Task statement:
Please state how many lines in the records below contain the word "slot", giving only the number.

Segment Start: Records for this task

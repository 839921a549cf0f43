//! Redis store adapter
//!
//! Typed wrapper over the `redis` crate's async [`ConnectionManager`]. The
//! handle is created lazily on first use and can be replaced by the health
//! probe; clones held by in-flight operations keep working against the old
//! connection and surface their own failures as operation errors.

use crate::error::{McpError, Result};
use redis::aio::ConnectionManager;
use redis::{AsyncCommands, Client};
use std::collections::BTreeMap;
use tokio::sync::RwLock;
use tokio::time::Duration;
use tracing::{debug, info, warn};

/// Time allowed for establishing the managed connection.
const CONNECT_TIMEOUT: Duration = Duration::from_secs(10);

/// Redis store adapter
pub struct RedisStore {
    url: String,
    manager: RwLock<Option<ConnectionManager>>,
}

impl RedisStore {
    /// Create an adapter for the given URL. No connection is made until the
    /// first operation needs one.
    pub fn new(url: impl Into<String>) -> Self {
        Self {
            url: url.into(),
            manager: RwLock::new(None),
        }
    }

    /// The connection target, for diagnostics.
    pub fn connection_target(&self) -> &str {
        &self.url
    }

    /// Whether a managed connection currently exists.
    pub async fn is_connected(&self) -> bool {
        self.manager.read().await.is_some()
    }

    /// Drop the managed connection.
    pub async fn close(&self) {
        let mut manager = self.manager.write().await;
        if manager.take().is_some() {
            info!("Store connection closed");
        }
    }

    /// Replace the managed connection with a fresh one.
    pub async fn reconnect(&self) -> Result<()> {
        let fresh = self.connect().await?;
        *self.manager.write().await = Some(fresh);
        info!(url = %self.url, "Store connection re-established");
        Ok(())
    }

    /// Get a handle, connecting lazily on first use.
    async fn handle(&self) -> Result<ConnectionManager> {
        if let Some(manager) = self.manager.read().await.as_ref() {
            return Ok(manager.clone());
        }

        let mut slot = self.manager.write().await;
        // Another caller may have connected while we waited for the lock.
        if let Some(manager) = slot.as_ref() {
            return Ok(manager.clone());
        }

        let manager = self.connect().await?;
        *slot = Some(manager.clone());
        info!(url = %self.url, "Store connection established");
        Ok(manager)
    }

    async fn connect(&self) -> Result<ConnectionManager> {
        let client = Client::open(self.url.as_str()).map_err(|e| {
            McpError::Store(format!("Invalid Redis URL '{}': {}", self.url, e))
        })?;

        tokio::time::timeout(CONNECT_TIMEOUT, ConnectionManager::new(client))
            .await
            .map_err(|_| {
                McpError::Store(format!(
                    "Connection to {} timed out after {:?}",
                    self.url, CONNECT_TIMEOUT
                ))
            })?
            .map_err(|e| McpError::Store(format!("Failed to connect to {}: {}", self.url, e)))
    }

    /// PING the server, verifying the round trip.
    pub async fn ping(&self) -> Result<()> {
        let mut conn = self.handle().await?;
        let reply: String = redis::cmd("PING")
            .query_async(&mut conn)
            .await
            .map_err(|e| McpError::Store(format!("PING failed: {}", e)))?;

        if reply == "PONG" {
            Ok(())
        } else {
            Err(McpError::Store(format!(
                "PING returned unexpected reply: {}",
                reply
            )))
        }
    }

    /// Health probe used by the background timer: skips unconnected stores
    /// (the handle is lazy) and reconnects after a failed PING.
    pub async fn probe(&self) {
        if !self.is_connected().await {
            debug!("Health probe skipped, store not yet connected");
            return;
        }

        if let Err(e) = self.ping().await {
            warn!(error = %e, "Store health probe failed, reconnecting");
            if let Err(e) = self.reconnect().await {
                warn!(error = %e, "Store reconnect failed");
            }
        }
    }

    // --- existence, type, ttl ---

    pub async fn exists(&self, key: &str) -> Result<bool> {
        let mut conn = self.handle().await?;
        conn.exists(key)
            .await
            .map_err(|e| McpError::Store(format!("EXISTS failed for '{}': {}", key, e)))
    }

    /// TYPE introspection. Returns the store's type name ("string", "list",
    /// "set", "hash", ...), or "none" for a missing key.
    pub async fn key_type(&self, key: &str) -> Result<String> {
        let mut conn = self.handle().await?;
        redis::cmd("TYPE")
            .arg(key)
            .query_async(&mut conn)
            .await
            .map_err(|e| McpError::Store(format!("TYPE failed for '{}': {}", key, e)))
    }

    /// Remaining TTL in seconds; -1 when the key persists, -2 when it does
    /// not exist.
    pub async fn ttl(&self, key: &str) -> Result<i64> {
        let mut conn = self.handle().await?;
        conn.ttl(key)
            .await
            .map_err(|e| McpError::Store(format!("TTL failed for '{}': {}", key, e)))
    }

    // --- typed reads ---

    pub async fn read_string(&self, key: &str) -> Result<Option<String>> {
        let mut conn = self.handle().await?;
        conn.get(key)
            .await
            .map_err(|e| McpError::Store(format!("GET failed for '{}': {}", key, e)))
    }

    pub async fn read_list(&self, key: &str) -> Result<Vec<String>> {
        let mut conn = self.handle().await?;
        conn.lrange(key, 0, -1)
            .await
            .map_err(|e| McpError::Store(format!("LRANGE failed for '{}': {}", key, e)))
    }

    pub async fn read_set(&self, key: &str) -> Result<Vec<String>> {
        let mut conn = self.handle().await?;
        conn.smembers(key)
            .await
            .map_err(|e| McpError::Store(format!("SMEMBERS failed for '{}': {}", key, e)))
    }

    pub async fn read_hash(&self, key: &str) -> Result<BTreeMap<String, String>> {
        let mut conn = self.handle().await?;
        conn.hgetall(key)
            .await
            .map_err(|e| McpError::Store(format!("HGETALL failed for '{}': {}", key, e)))
    }

    // --- typed writes ---

    pub async fn write_string(
        &self,
        key: &str,
        value: &str,
        ttl: Option<i64>,
    ) -> Result<String> {
        let mut conn = self.handle().await?;
        match ttl {
            Some(seconds) => conn
                .set_ex::<_, _, ()>(key, value, seconds as u64)
                .await
                .map_err(|e| McpError::Store(format!("SETEX failed for '{}': {}", key, e)))?,
            None => conn
                .set::<_, _, ()>(key, value)
                .await
                .map_err(|e| McpError::Store(format!("SET failed for '{}': {}", key, e)))?,
        }
        Ok("OK".to_string())
    }

    /// Replace the list at `key`. Clear-then-write: not atomic against
    /// concurrent external writers, acceptable under the single-client model.
    pub async fn write_list(&self, key: &str, items: &[String], ttl: Option<i64>) -> Result<i64> {
        let mut conn = self.handle().await?;
        conn.del::<_, i64>(key)
            .await
            .map_err(|e| McpError::Store(format!("DEL failed for '{}': {}", key, e)))?;

        let pushed: i64 = conn
            .rpush(key, items)
            .await
            .map_err(|e| McpError::Store(format!("RPUSH failed for '{}': {}", key, e)))?;

        self.apply_ttl(&mut conn, key, ttl).await?;
        Ok(pushed)
    }

    /// Replace the set at `key`. Empty member lists delete the key without
    /// recreating it: a set with no members does not exist.
    pub async fn write_set(&self, key: &str, items: &[String], ttl: Option<i64>) -> Result<i64> {
        let mut conn = self.handle().await?;
        conn.del::<_, i64>(key)
            .await
            .map_err(|e| McpError::Store(format!("DEL failed for '{}': {}", key, e)))?;

        if items.is_empty() {
            return Ok(0);
        }

        let added: i64 = conn
            .sadd(key, items)
            .await
            .map_err(|e| McpError::Store(format!("SADD failed for '{}': {}", key, e)))?;

        self.apply_ttl(&mut conn, key, ttl).await?;
        Ok(added)
    }

    /// Replace the hash at `key`.
    pub async fn write_hash(
        &self,
        key: &str,
        fields: &[(String, String)],
        ttl: Option<i64>,
    ) -> Result<i64> {
        let mut conn = self.handle().await?;
        conn.del::<_, i64>(key)
            .await
            .map_err(|e| McpError::Store(format!("DEL failed for '{}': {}", key, e)))?;

        if fields.is_empty() {
            return Ok(0);
        }

        conn.hset_multiple::<_, _, _, ()>(key, fields)
            .await
            .map_err(|e| McpError::Store(format!("HSET failed for '{}': {}", key, e)))?;

        self.apply_ttl(&mut conn, key, ttl).await?;
        Ok(fields.len() as i64)
    }

    async fn apply_ttl(
        &self,
        conn: &mut ConnectionManager,
        key: &str,
        ttl: Option<i64>,
    ) -> Result<()> {
        if let Some(seconds) = ttl {
            conn.expire::<_, bool>(key, seconds)
                .await
                .map_err(|e| McpError::Store(format!("EXPIRE failed for '{}': {}", key, e)))?;
        }
        Ok(())
    }

    // --- key management ---

    /// DEL. Returns the number of keys removed (0 or 1 here).
    pub async fn delete(&self, key: &str) -> Result<i64> {
        let mut conn = self.handle().await?;
        conn.del(key)
            .await
            .map_err(|e| McpError::Store(format!("DEL failed for '{}': {}", key, e)))
    }

    /// KEYS pattern enumeration.
    pub async fn keys(&self, pattern: &str) -> Result<Vec<String>> {
        let mut conn = self.handle().await?;
        conn.keys(pattern)
            .await
            .map_err(|e| McpError::Store(format!("KEYS failed for '{}': {}", pattern, e)))
    }

    /// Atomic RENAME at the store layer.
    pub async fn rename(&self, old_key: &str, new_key: &str) -> Result<()> {
        let mut conn = self.handle().await?;
        let _: () = conn.rename(old_key, new_key).await.map_err(|e| {
            McpError::Store(format!("RENAME failed for '{}': {}", old_key, e))
        })?;
        Ok(())
    }

    /// EXPIRE. True when the timeout was set.
    pub async fn expire(&self, key: &str, seconds: i64) -> Result<bool> {
        let mut conn = self.handle().await?;
        conn.expire(key, seconds)
            .await
            .map_err(|e| McpError::Store(format!("EXPIRE failed for '{}': {}", key, e)))
    }

    /// PERSIST. True when an expiry was removed.
    pub async fn persist(&self, key: &str) -> Result<bool> {
        let mut conn = self.handle().await?;
        conn.persist(key)
            .await
            .map_err(|e| McpError::Store(format!("PERSIST failed for '{}': {}", key, e)))
    }

    // --- sizes ---

    pub async fn string_len(&self, key: &str) -> Result<i64> {
        let mut conn = self.handle().await?;
        conn.strlen(key)
            .await
            .map_err(|e| McpError::Store(format!("STRLEN failed for '{}': {}", key, e)))
    }

    pub async fn list_len(&self, key: &str) -> Result<i64> {
        let mut conn = self.handle().await?;
        conn.llen(key)
            .await
            .map_err(|e| McpError::Store(format!("LLEN failed for '{}': {}", key, e)))
    }

    pub async fn set_card(&self, key: &str) -> Result<i64> {
        let mut conn = self.handle().await?;
        conn.scard(key)
            .await
            .map_err(|e| McpError::Store(format!("SCARD failed for '{}': {}", key, e)))
    }

    pub async fn hash_len(&self, key: &str) -> Result<i64> {
        let mut conn = self.handle().await?;
        conn.hlen(key)
            .await
            .map_err(|e| McpError::Store(format!("HLEN failed for '{}': {}", key, e)))
    }

    // --- diagnostics ---

    pub async fn dbsize(&self) -> Result<i64> {
        let mut conn = self.handle().await?;
        redis::cmd("DBSIZE")
            .query_async(&mut conn)
            .await
            .map_err(|e| McpError::Store(format!("DBSIZE failed: {}", e)))
    }

    /// Raw INFO text for one section.
    pub async fn info(&self, section: &str) -> Result<String> {
        let mut conn = self.handle().await?;
        redis::cmd("INFO")
            .arg(section)
            .query_async(&mut conn)
            .await
            .map_err(|e| McpError::Store(format!("INFO {} failed: {}", section, e)))
    }
}

/// Parse INFO output into a flat `key: value` mapping, skipping section
/// headers and blank lines.
pub fn parse_info(text: &str) -> BTreeMap<String, String> {
    text.lines()
        .filter(|line| !line.is_empty() && !line.starts_with('#'))
        .filter_map(|line| {
            line.split_once(':')
                .map(|(k, v)| (k.trim().to_string(), v.trim().to_string()))
        })
        .collect()
}

/// Parse one keyspace value such as `keys=2,expires=1,avg_ttl=0` into its
/// component fields.
pub fn parse_keyspace_fields(value: &str) -> BTreeMap<String, String> {
    value
        .split(',')
        .filter_map(|pair| {
            pair.split_once('=')
                .map(|(k, v)| (k.trim().to_string(), v.trim().to_string()))
        })
        .collect()
}

#[cfg(test)]
mod tests {
    use super::*;

    #[test]
    fn test_parse_info_skips_headers_and_blanks() {
        let text = "# Server\r\nredis_version:7.2.4\r\nredis_mode:standalone\r\n\r\ntcp_port:6379\r\n";
        let fields = parse_info(text);

        assert_eq!(fields.get("redis_version").unwrap(), "7.2.4");
        assert_eq!(fields.get("redis_mode").unwrap(), "standalone");
        assert_eq!(fields.get("tcp_port").unwrap(), "6379");
        assert!(!fields.contains_key("# Server"));
    }

    #[test]
    fn test_parse_info_keeps_colons_in_values() {
        let fields = parse_info("executable:/usr/bin/redis-server\nconfig_file:\n");
        assert_eq!(fields.get("executable").unwrap(), "/usr/bin/redis-server");
        assert_eq!(fields.get("config_file").unwrap(), "");
    }

    #[test]
    fn test_parse_keyspace_fields() {
        let fields = parse_keyspace_fields("keys=42,expires=3,avg_ttl=1200");
        assert_eq!(fields.get("keys").unwrap(), "42");
        assert_eq!(fields.get("expires").unwrap(), "3");
        assert_eq!(fields.get("avg_ttl").unwrap(), "1200");
    }

    // Round-trip coverage against a live server; skipped when no Redis is
    // reachable on the default port.
    #[tokio::test]
    async fn test_store_round_trip_when_redis_available() {
        let store = RedisStore::new("redis://127.0.0.1:6379");
        if store.ping().await.is_err() {
            return;
        }

        let key = format!("redis_mcp_test:{}", std::process::id());

        store
            .write_string(&key, "hello", Some(60))
            .await
            .unwrap();
        assert!(store.exists(&key).await.unwrap());
        assert_eq!(store.key_type(&key).await.unwrap(), "string");
        assert_eq!(store.read_string(&key).await.unwrap().unwrap(), "hello");

        let ttl = store.ttl(&key).await.unwrap();
        assert!(ttl > 0 && ttl <= 60);

        store.persist(&key).await.unwrap();
        assert_eq!(store.ttl(&key).await.unwrap(), -1);

        assert_eq!(store.delete(&key).await.unwrap(), 1);
        assert!(!store.exists(&key).await.unwrap());
    }
}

Segment End: Records for this task

Written answer:
3